Three properties make this lethal in shared-kernel environments:

  • Deterministic.
  • Cross-tenant. The page cache is shared host-wide. A write from one container reaches every other tenant on that host.
  • Invisible. Corruption only exists in memory. Disk forensics show the original file.

Theori named Kubernetes clusters, CI runners, and "cloud SaaS running user code" as priority targets for patches. That last category covers most sandbox-as-a-service providers.

Why E2B is not affected.

Per-sandbox kernels. Every E2B sandbox runs in its own Firecracker microVM. Own kernel, own memory, own page cache. Bugcrowd's analysis of Copy Fail puts it cleanly: the boundaries that hold are the ones that don't share a kernel. A kernel exploit inside the sandbox cannot reach the host: the attacker would need a Firecracker escape on top of the kernel bug.

The module isn't compiled in. We build custom minimal kernels for agent sandboxes. These run code interpreters, drive browsers and CLIs, power RL rollouts, and host long-running agents. CONFIG_CRYPTO_USER and CONFIG_CRYPTO_USER_API_AEAD have never been enabled, cause they're not needed by AI agents.

# CONFIG_CRYPTO_USER is not set
# CONFIG_CRYPTO_USER_API_AEAD is not set

Fewer features mean fewer places for vulnerabilities.

If your sandbox provider runs on containers

Ask them three questions today:

  1. Have you patched every host kernel?
  2. What was your exposure window?
  3. Could one tenant have written into another tenant's page cache before the patch?

What you should do

Patch to mainline a664bf3d603d.
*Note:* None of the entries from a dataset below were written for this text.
//! Scalar block-floating-point helpers, used by the reductions that
//! post-process a wide result (`rms`, `mean`) and available on their own.

use crate::{
    layouts::{Exponent, FloatS16, FloatS32, Headroom, LeftShift, Mantissa, RightShift},
    prepare::{vect_s16_mul_prepare, vect_s16_sqrt_prepare, vect_s32_mul_prepare, vect_s32_sqrt_prepare},
    reference::{headroom, headroom_i64, mul_sat, mul_shr_sat, shift_sat, sqrt_bitwise},
};

/// Narrows a 64-bit mantissa to 32 bits, keeping as much precision as fits.
/// The dropped bits are truncated.
pub fn s64_to_s32(b: i64, b_exp: Exponent) -> FloatS32 {
    let shr: RightShift = (32 - headroom_i64(b) as i32).max(0);
    FloatS32::new(i32::sat_from_i64(b >> shr), b_exp + shr)
}

/// Narrows a 32-bit mantissa to 16 bits, truncating the dropped bits.
pub fn s32_to_s16(b: i32, b_exp: Exponent) -> FloatS16 {
    let shr: RightShift = (16 - headroom(b) as i32).max(0);
    FloatS16::new(i16::sat_from_i64((b >> shr) as i64), b_exp + shr)
}

/// Widens a 16-bit mantissa; with `remove_hr` the result is normalized so
/// that it has no headroom left.
pub fn s16_to_s32(b: i16, b_exp: Exponent, remove_hr: bool) -> FloatS32 {
    let shl: LeftShift = if remove_hr { 16 + headroom(b) as i32 } else { 0 };
    FloatS32::new(i32::sat_from_i64((b as i64) << shl), b_exp - shl)
}

pub fn s16_mul(b: i16, c: i16, b_exp: Exponent, c_exp: Exponent) -> FloatS16 {
    let plan = vect_s16_mul_prepare(b_exp, c_exp, headroom(b), headroom(c));
    FloatS16::new(mul_shr_sat(b, c, plan.a_shr), plan.a_exp)
}

pub fn s32_mul(b: i32, c: i32, b_exp: Exponent, c_exp: Exponent) -> FloatS32 {
    let plan = vect_s32_mul_prepare(b_exp, c_exp, headroom(b), headroom(c));
    FloatS32::new(mul_sat(shift_sat(b, plan.b_shr), shift_sat(c, plan.c_shr)), plan.a_exp)
}

#[inline]
fn inverse<T: Mantissa>(b: T, top: u32) -> (T, Exponent) {
    let hr: Headroom = headroom(b);
    let scale: u32 = top - hr;
    let d: i64 = b.to_i64();
    let mant: T = if d == 0 { T::MAX } else { T::sat_from_i64((1i64 << scale) / d) };
    (mant, -(scale as i32))
}

/// `1 / b` as `2^scale / b * 2^-scale`. A zero input gives `MAX * 2^-scale`.
pub fn s16_inverse(b: i16) -> FloatS16 {
    let (mant, exp) = inverse(b, 28);
    FloatS16::new(mant, exp)
}

/// `1 / b` as `2^scale / b * 2^-scale`. A zero input gives `MAX * 2^-scale`.
pub fn s32_inverse(b: i32) -> FloatS32 {
    let (mant, exp) = inverse(b, 60);
    FloatS32::new(mant, exp)
}

/// Square root of `b * 2^b_exp`, refined for `depth` bits. Negative inputs
/// give 0.
pub fn s32_sqrt(b: i32, b_exp: Exponent, depth: u32) -> FloatS32 {
    let plan = vect_s32_sqrt_prepare(b_exp, headroom(b));
    FloatS32::new(sqrt_bitwise(shift_sat(b, plan.b_shr), depth), plan.a_exp)
}

pub fn s16_sqrt(b: i16, b_exp: Exponent, depth: u32) -> FloatS16 {
    let plan = vect_s16_sqrt_prepare(b_exp, headroom(b));
    FloatS16::new(sqrt_bitwise(shift_sat(b, plan.b_shr), depth), plan.a_exp)
}

/// Aligns `x` and `y` on a common exponent with one bit of headroom each.
#[inline]
fn float_s32_align(x: FloatS32, y: FloatS32) -> (i64, i64, Exponent) {
    let exp: Exponent = (x.exp - headroom(x.mant) as i32).max(y.exp - headroom(y.mant) as i32) + 1;
    (
        shift_sat(x.mant, exp - x.exp).to_i64(),
        shift_sat(y.mant, exp - y.exp).to_i64(),
        exp,
    )
}

pub fn float_s32_add(x: FloatS32, y: FloatS32) -> FloatS32 {
    let (a, b, exp) = float_s32_align(x, y);
    FloatS32::new(i32::sat_from_i64(a + b), exp)
}

pub fn float_s32_sub(x: FloatS32, y: FloatS32) -> FloatS32 {
    let (a, b, exp) = float_s32_align(x, y);
    FloatS32::new(i32::sat_from_i64(a - b), exp)
}

pub fn float_s32_mul(x: FloatS32, y: FloatS32) -> FloatS32 {
    s32_mul(x.mant, y.mant, x.exp, y.exp)
}

/// `x / y`, computed as `x * (1 / y)`.
pub fn float_s32_div(x: FloatS32, y: FloatS32) -> FloatS32 {
    let mut t: FloatS32 = s32_inverse(y.mant);
    t.exp -= y.exp;
    float_s32_mul(x, t)
}

pub fn float_s32_abs(x: FloatS32) -> FloatS32 {
    FloatS32::new(i32::sat_from_i64(x.mant.to_i64().abs()), x.exp)
}

pub fn float_s32_gt(x: FloatS32, y: FloatS32) -> bool {
    float_s32_sub(x, y).mant > 0
}

pub fn float_s32_gte(x: FloatS32, y: FloatS32) -> bool {
    float_s32_sub(x, y).mant >= 0
}

pub fn float_s32_sqrt(x: FloatS32, depth: u32) -> FloatS32 {
    s32_sqrt(x.mant, x.exp, depth)
}

#[cfg(test)]
mod tests {
    use crate::{
        layouts::{FloatS16, FloatS32},
        reference::{
            float_s32_abs, float_s32_add, float_s32_div, float_s32_gt, float_s32_gte, float_s32_mul, float_s32_sqrt,
            float_s32_sub, s16_inverse, s16_mul, s16_to_s32, s32_inverse, s32_sqrt, s32_to_s16, s64_to_s32,
        },
    };

    fn close(a: f64, b: f64, tol: f64) -> bool {
        (a - b).abs() <= tol * b.abs().max(f64::MIN_POSITIVE)
    }

    #[test]
    fn narrowing_keeps_value() {
        let x: FloatS32 = s64_to_s32(0x1234_5678_9ABC, -20);
        assert_eq!(x.exp, -20 + 14);
        assert_eq!(x.mant, (0x1234_5678_9ABCi64 >> 14) as i32);
        assert_eq!(s64_to_s32(-7, 3), FloatS32::new(-7, 3));

        let y: FloatS16 = s32_to_s16(0x0012_3456, 0);
        assert_eq!(y, FloatS16::new((0x0012_3456 >> 6) as i16, 6));
    }

    #[test]
    fn widening_removes_headroom() {
        assert_eq!(s16_to_s32(3, -2, false), FloatS32::new(3, -2));
        // headroom(3) = 13.
        assert_eq!(s16_to_s32(3, -2, true), FloatS32::new(3 << 29, -31));
    }

    #[test]
    fn inverses() {
        let x: FloatS32 = s32_inverse(3);
        assert!(close(x.to_f64(), 1.0 / 3.0, 1e-8));
        let y: FloatS16 = s16_inverse(-100);
        assert!(close(y.to_f64(), -0.01, 1e-3));
        assert_eq!(s32_inverse(0).mant, i32::MAX);
    }

    #[test]
    fn products() {
        let x: FloatS16 = s16_mul(0x4000, 0x4000, -14, -14);
        assert!(close(x.to_f64(), 1.0, 1e-4));
        let y: FloatS32 = float_s32_mul(FloatS32::new(3 << 20, -20), FloatS32::new(-5 << 24, -24));
        assert!(close(y.to_f64(), -15.0, 1e-8));
    }

    #[test]
    fn float_arithmetic() {
        let a: FloatS32 = FloatS32::new(0x4000_0000, -30);
        let b: FloatS32 = FloatS32::new(-0x3000_0000, -28);
        assert!(close(float_s32_add(a, b).to_f64(), -2.0, 1e-8));
        assert!(close(float_s32_sub(a, b).to_f64(), 4.0, 1e-8));
        assert!(close(float_s32_div(a, b).to_f64(), -1.0 / 3.0, 1e-7));
        assert_eq!(float_s32_abs(FloatS32::new(-i32::MAX, 0)).mant, i32::MAX);
        assert!(float_s32_gt(a, b));
        assert!(!float_s32_gt(b, a));
        assert!(float_s32_gte(a, a));
    }

    #[test]
    fn square_roots() {
        let x: FloatS32 = s32_sqrt(9, 0, 31);
        assert!(close(x.to_f64(), 3.0, 1e-8));
        let y: FloatS32 = float_s32_sqrt(FloatS32::new(1 << 20, -21), 31);
        assert!(close(y.to_f64(), 0.5f64.sqrt(), 1e-8));
        assert_eq!(s32_sqrt(-4, 0, 31).mant, 0);
    }
}
impl<M: Allocator> BfpComplexS16Headroom for Module<M> {
    fn bfp_complex_s16_headroom<A>(&self, a: &mut BfpComplexS16<A>) -> Headroom
    where
        A: DataMut<i16>,
    {
        a.update_hr()
    }
}

impl<M: Allocator> BfpComplexS16UseExponent for Module<M> {
    fn bfp_complex_s16_use_exponent<A>(&self, a: &mut BfpComplexS16<A>, exp: Exponent)
    where
        A: DataMut<i16>,
    {
        self.assert_not_empty("bfp_complex_s16_use_exponent", a.len());
        let shr: RightShift = exp - a.exp();
        if shr == 0 {
            return;
        }
        debug!("bfp_complex_s16_use_exponent: exp={} -> {exp} shr={shr}", a.exp());
        let (re, im) = a.parts_mut();
        let hr: Headroom = vect_shl_inplace_ref(re, -shr).min(vect_shl_inplace_ref(im, -shr));
        a.set_exp(exp);
        a.set_hr(hr);
    }
}

impl<M: Allocator> BfpComplexS16Shl for Module<M> {
    fn bfp_complex_s16_shl<R, A>(&self, res: &mut BfpComplexS16<R>, a: &BfpComplexS16<A>, shl: LeftShift)
    where
        R: DataMut<i16>,
        A: DataRef<i16>,
    {
        self.assert_same_len("bfp_complex_s16_shl", res.len(), a.len());
        self.assert_not_empty("bfp_complex_s16_shl", a.len());
        let (re, im) = res.parts_mut();
        let hr: Headroom = vect_shl_ref(re, a.real(), shl).min(vect_shl_ref(im, a.imag(), shl));
        res.set_exp(a.exp());
        res.set_hr(hr);
    }
}

impl<M: Allocator> BfpComplexS16Add for Module<M> {
    fn bfp_complex_s16_add<R, A, B>(&self, res: &mut BfpComplexS16<R>, a: &BfpComplexS16<A>, b: &BfpComplexS16<B>)
    where
        R: DataMut<i16>,
        A: DataRef<i16>,
        B: DataRef<i16>,
    {
        self.assert_same_len("bfp_complex_s16_add", res.len(), a.len());
        self.assert_same_len("bfp_complex_s16_add", a.len(), b.len());
        self.assert_not_empty("bfp_complex_s16_add", a.len());
        let plan: BinaryPlan = vect_add_prepare(a.exp(), b.exp(), a.hr(), b.hr());
        trace!("bfp_complex_s16_add: {plan:?}");
        let (re, im) = res.parts_mut();
        let hr_re: Headroom = vect_add_ref(re, a.real(), b.real(), plan.b_shr, plan.c_shr);
        let hr_im: Headroom = vect_add_ref(im, a.imag(), b.imag(), plan.b_shr, plan.c_shr);
        res.set_exp(plan.a_exp);
        res.set_hr(hr_re.min(hr_im));
    }
}

impl<M: Allocator> BfpComplexS16Sub for Module<M> {
    fn bfp_complex_s16_sub<R, A, B>(&self, res: &mut BfpComplexS16<R>, a: &BfpComplexS16<A>, b: &BfpComplexS16<B>)
    where
        R: DataMut<i16>,
        A: DataRef<i16>,
        B: DataRef<i16>,
    {
        self.assert_same_len("bfp_complex_s16_sub", res.len(), a.len());
        self.assert_same_len("bfp_complex_s16_sub", a.len(), b.len());
        self.assert_not_empty("bfp_complex_s16_sub", a.len());
        let plan: BinaryPlan = vect_sub_prepare(a.exp(), b.exp(), a.hr(), b.hr());
        trace!("bfp_complex_s16_sub: {plan:?}");
        let (re, im) = res.parts_mut();
        let hr_re: Headroom = vect_sub_ref(re, a.real(), b.real(), plan.b_shr, plan.c_shr);
        let hr_im: Headroom = vect_sub_ref(im, a.imag(), b.imag(), plan.b_shr, plan.c_shr);
        res.set_exp(plan.a_exp);
        res.set_hr(hr_re.min(hr_im));
    }
}

impl<M: Allocator> BfpComplexS16AddScalar for Module<M> {
    fn bfp_complex_s16_add_scalar<R, A>(&self, res: &mut BfpComplexS16<R>, a: &BfpComplexS16<A>, c: FloatComplexS16)
    where
        R: DataMut<i16>,
        A: DataRef<i16>,
    {
        self.assert_same_len("bfp_complex_s16_add_scalar", res.len(), a.len());
        self.assert_not_empty("bfp_complex_s16_add_scalar", a.len());
        let plan: BinaryPlan = vect_add_scalar_prepare(a.exp(), c.exp, a.hr(), complex_headroom(c.mant));
        trace!("bfp_complex_s16_add_scalar: {plan:?}");
        let (c_re, c_im): (i16, i16) = (shift_sat(c.mant.re, plan.c_shr), shift_sat(c.mant.im, plan.c_shr));
        let (re, im) = res.parts_mut();
        let hr_re: Headroom = vect_add_scalar_ref(re, a.real(), c_re, plan.b_shr);
        let hr_im: Headroom = vect_add_scalar_ref(im, a.imag(), c_im, plan.b_shr);
        res.set_exp(plan.a_exp);
        res.set_hr(hr_re.min(hr_im));
    }
}

impl<M: Allocator> BfpComplexS16RealMul for Module<M> {
    fn bfp_complex_s16_real_mul<R, A, B>(&self, res: &mut BfpComplexS16<R>, a: &BfpComplexS16<A>, b: &BfpS16<B>)
    where
        R: DataMut<i16>,
        A: DataRef<i16>,
        B: DataRef<i16>,
    {
        self.assert_same_len("bfp_complex_s16_real_mul", res.len(), a.len());
        self.assert_same_len("bfp_complex_s16_real_mul", a.len(), b.len());
        self.assert_not_empty("bfp_complex_s16_real_mul", a.len());
        let plan: ProductPlan = vect_complex_s16_real_mul_prepare(a.exp(), b.exp(), a.hr(), b.hr());
        trace!("bfp_complex_s16_real_mul: {plan:?}");
        let (re, im) = res.parts_mut();
        let hr: Headroom = vect_complex_s16_real_mul_ref(re, im, a.real(), a.imag(), b.data(), plan.a_shr);
        res.set_exp(plan.a_exp);
        res.set_hr(hr);
    }
}

impl<M: Allocator> Module<M> {
    fn complex_s16_mul<R, A, B>(&self, op: &str, res: &mut BfpComplexS16<R>, a: &BfpComplexS16<A>, b: &BfpComplexS16<B>, conj: bool)
    where
        R: DataMut<i16>,
        A: DataRef<i16>,
        B: DataRef<i16>,
    {
        self.assert_same_len(op, res.len(), a.len());
        self.assert_same_len(op, a.len(), b.len());
        self.assert_not_empty(op, a.len());
        let plan: ProductPlan = vect_complex_s16_mul_prepare(a.exp(), b.exp(), a.hr(), b.hr());
        trace!("{op}: {plan:?}");
        let (re, im) = res.parts_mut();
        let hr: Headroom = vect_complex_s16_mul_ref(re, im, a.real(), a.imag(), b.real(), b.imag(), plan.a_shr, conj);
        res.set_exp(plan.a_exp);
        res.set_hr(hr);
    }

    fn complex_s16_macc<R, B, C>(
        &self,
        op: &str,
        acc: &mut BfpComplexS16<R>,
        b: &BfpComplexS16<B>,
        c: &BfpComplexS16<C>,
        kind: ComplexMacc,
    ) where
        R: DataMut<i16>,
        B: DataRef<i16>,
        C: DataRef<i16>,
    {
        self.assert_same_len(op, acc.len(), b.len());
        self.assert_same_len(op, b.len(), c.len());
        self.assert_not_empty(op, b.len());
        let plan: MaccS16Plan = vect_complex_s16_macc_prepare(acc.exp(), b.exp(), c.exp(), acc.hr(), b.hr(), c.hr());
        trace!("{op}: {plan:?}");
        let (acc_re, acc_im) = acc.parts_mut();
        let hr: Headroom = vect_complex_s16_macc_ref(
            acc_re,
            acc_im,
            b.real(),
            b.imag(),
            c.real(),
            c.imag(),
            plan.acc_shr,
            plan.bc_shr,
            kind,
        );
        acc.set_exp(plan.acc_exp);
        acc.set_hr(hr);
    }
}

impl<M: Allocator> BfpComplexS16Mul for Module<M> {
    fn bfp_complex_s16_mul<R, A, B>(&self, res: &mut BfpComplexS16<R>, a: &BfpComplexS16<A>, b: &BfpComplexS16<B>)
    where
        R: DataMut<i16>,
        A: DataRef<i16>,
        B: DataRef<i16>,
    {
        self.complex_s16_mul("bfp_complex_s16_mul", res, a, b, false);
    }
}

impl<M: Allocator> BfpComplexS16ConjMul for Module<M> {
    fn bfp_complex_s16_conj_mul<R, A, B>(&self, res: &mut BfpComplexS16<R>, a: &BfpComplexS16<A>, b: &BfpComplexS16<B>)
    where
        R: DataMut<i16>,
        A: DataRef<i16>,
        B: DataRef<i16>,
    {
        self.complex_s16_mul("bfp_complex_s16_conj_mul", res, a, b, true);
    }
}

impl<M: Allocator> BfpComplexS16RealScale for Module<M> {
    fn bfp_complex_s16_real_scale<R, A>(&self, res: &mut BfpComplexS16<R>, a: &BfpComplexS16<A>, c: FloatS16)
    where
        R: DataMut<i16>,
        A: DataRef<i16>,
    {
        self.assert_same_len("bfp_complex_s16_real_scale", res.len(), a.len());
        self.assert_not_empty("bfp_complex_s16_real_scale", a.len());
        let plan: ProductPlan = vect_complex_s16_real_scale_prepare(a.exp(), c.exp, a.hr(), headroom(c.mant));
        trace!("bfp_complex_s16_real_scale: {plan:?}");
        let (re, im) = res.parts_mut();
        vect_s16_scale_ref(re, a.real(), c.mant, plan.a_shr);
        vect_s16_scale_ref(im, a.imag(), c.mant, plan.a_shr);
        let hr: Headroom = vect_headroom(re).min(vect_headroom(im));
        res.set_exp(plan.a_exp);
        res.set_hr(hr);
    }
}

impl<M: Allocator> BfpComplexS16Scale for Module<M> {
    fn bfp_complex_s16_scale<R, A>(&self, res: &mut BfpComplexS16<R>, a: &BfpComplexS16<A>, c: FloatComplexS16)
    where
        R: DataMut<i16>,
        A: DataRef<i16>,
    {
        self.assert_same_len("bfp_complex_s16_scale", res.len(), a.len());
        self.assert_not_empty("bfp_complex_s16_scale", a.len());
        let plan: ProductPlan = vect_complex_s16_scale_prepare(a.exp(), c.exp, a.hr(), complex_headroom(c.mant));
        trace!("bfp_complex_s16_scale: {plan:?}");
        let (re, im) = res.parts_mut();
        let hr: Headroom = vect_complex_s16_scale_ref(re, im, a.real(), a.imag(), c.mant, plan.a_shr);
        res.set_exp(plan.a_exp);
        res.set_hr(hr);
    }
}

impl<M: Allocator> BfpComplexS16SquaredMag for Module<M> {
    fn bfp_complex_s16_squared_mag<R, A>(&self, res: &mut BfpS16<R>, a: &BfpComplexS16<A>)
    where
        R: DataMut<i16>,
        A: DataRef<i16>,
    {
        self.assert_same_len("bfp_complex_s16_squared_mag", res.len(), a.len());
        self.assert_not_empty("bfp_complex_s16_squared_mag", a.len());
        let plan: ProductPlan = vect_complex_s16_squared_mag_prepare(a.exp(), a.hr());
        trace!("bfp_complex_s16_squared_mag: {plan:?}");
        let hr: Headroom = vect_complex_s16_squared_mag_ref(res.data_mut(), a.real(), a.imag(), plan.a_shr);
        res.set_exp(plan.a_exp);
        res.set_hr(hr);
    }
}

impl<M: Allocator> BfpComplexS16Mag for Module<M> {
    fn bfp_complex_s16_mag<R, A>(&self, res: &mut BfpS16<R>, a: &BfpComplexS16<A>)
    where
        R: DataMut<i16>,
        A: DataRef<i16>,
    {
        self.assert_same_len("bfp_complex_s16_mag", res.len(), a.len());
        self.assert_not_empty("bfp_complex_s16_mag", a.len());
        let plan: UnaryPlan = vect_complex_s16_mag_prepare(a.exp(), a.hr());
        trace!("bfp_complex_s16_mag: {plan:?}");
        let hr: Headroom = vect_complex_s16_mag_ref(res.data_mut(), a.real(), a.imag(), plan.b_shr);
        res.set_exp(plan.a_exp);
        res.set_hr(hr);
    }
}

impl<M: Allocator> BfpComplexS16Sum for Module<M> {
    fn bfp_complex_s16_sum<A>(&self, a: &BfpComplexS16<A>) -> FloatComplexS64
    where
        A: DataRef<i16>,
    {
        self.assert_not_empty("bfp_complex_s16_sum", a.len());
        FloatComplexS64::new(vect_complex_s16_sum_ref(a.real(), a.imag()), a.exp())
    }
}

impl<M: Allocator> BfpComplexS16Energy for Module<M> {
    fn bfp_complex_s16_energy<A>(&self, a: &BfpComplexS16<A>) -> FloatS64
    where
        A: DataRef<i16>,
    {
        self.assert_not_empty("bfp_complex_s16_energy", a.len());
        let energy: i64 = vect_s16_dot_ref(a.real(), a.real()) + vect_s16_dot_ref(a.imag(), a.imag());
        FloatS64::new(energy, 2 * a.exp())
    }
}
Ubuntu 26.04 (Resolute) and later are unaffected.

If you can't patch immediately:

echo "install algif_aead /bin/false" > /etc/modprobe.d/disable-algif.conf
rmmod algif_aead 2>/dev/null || true

Container platforms running untrusted workloads: block AF_ALG socket creation with seccomp even after patching. Almost nothing legitimate uses it.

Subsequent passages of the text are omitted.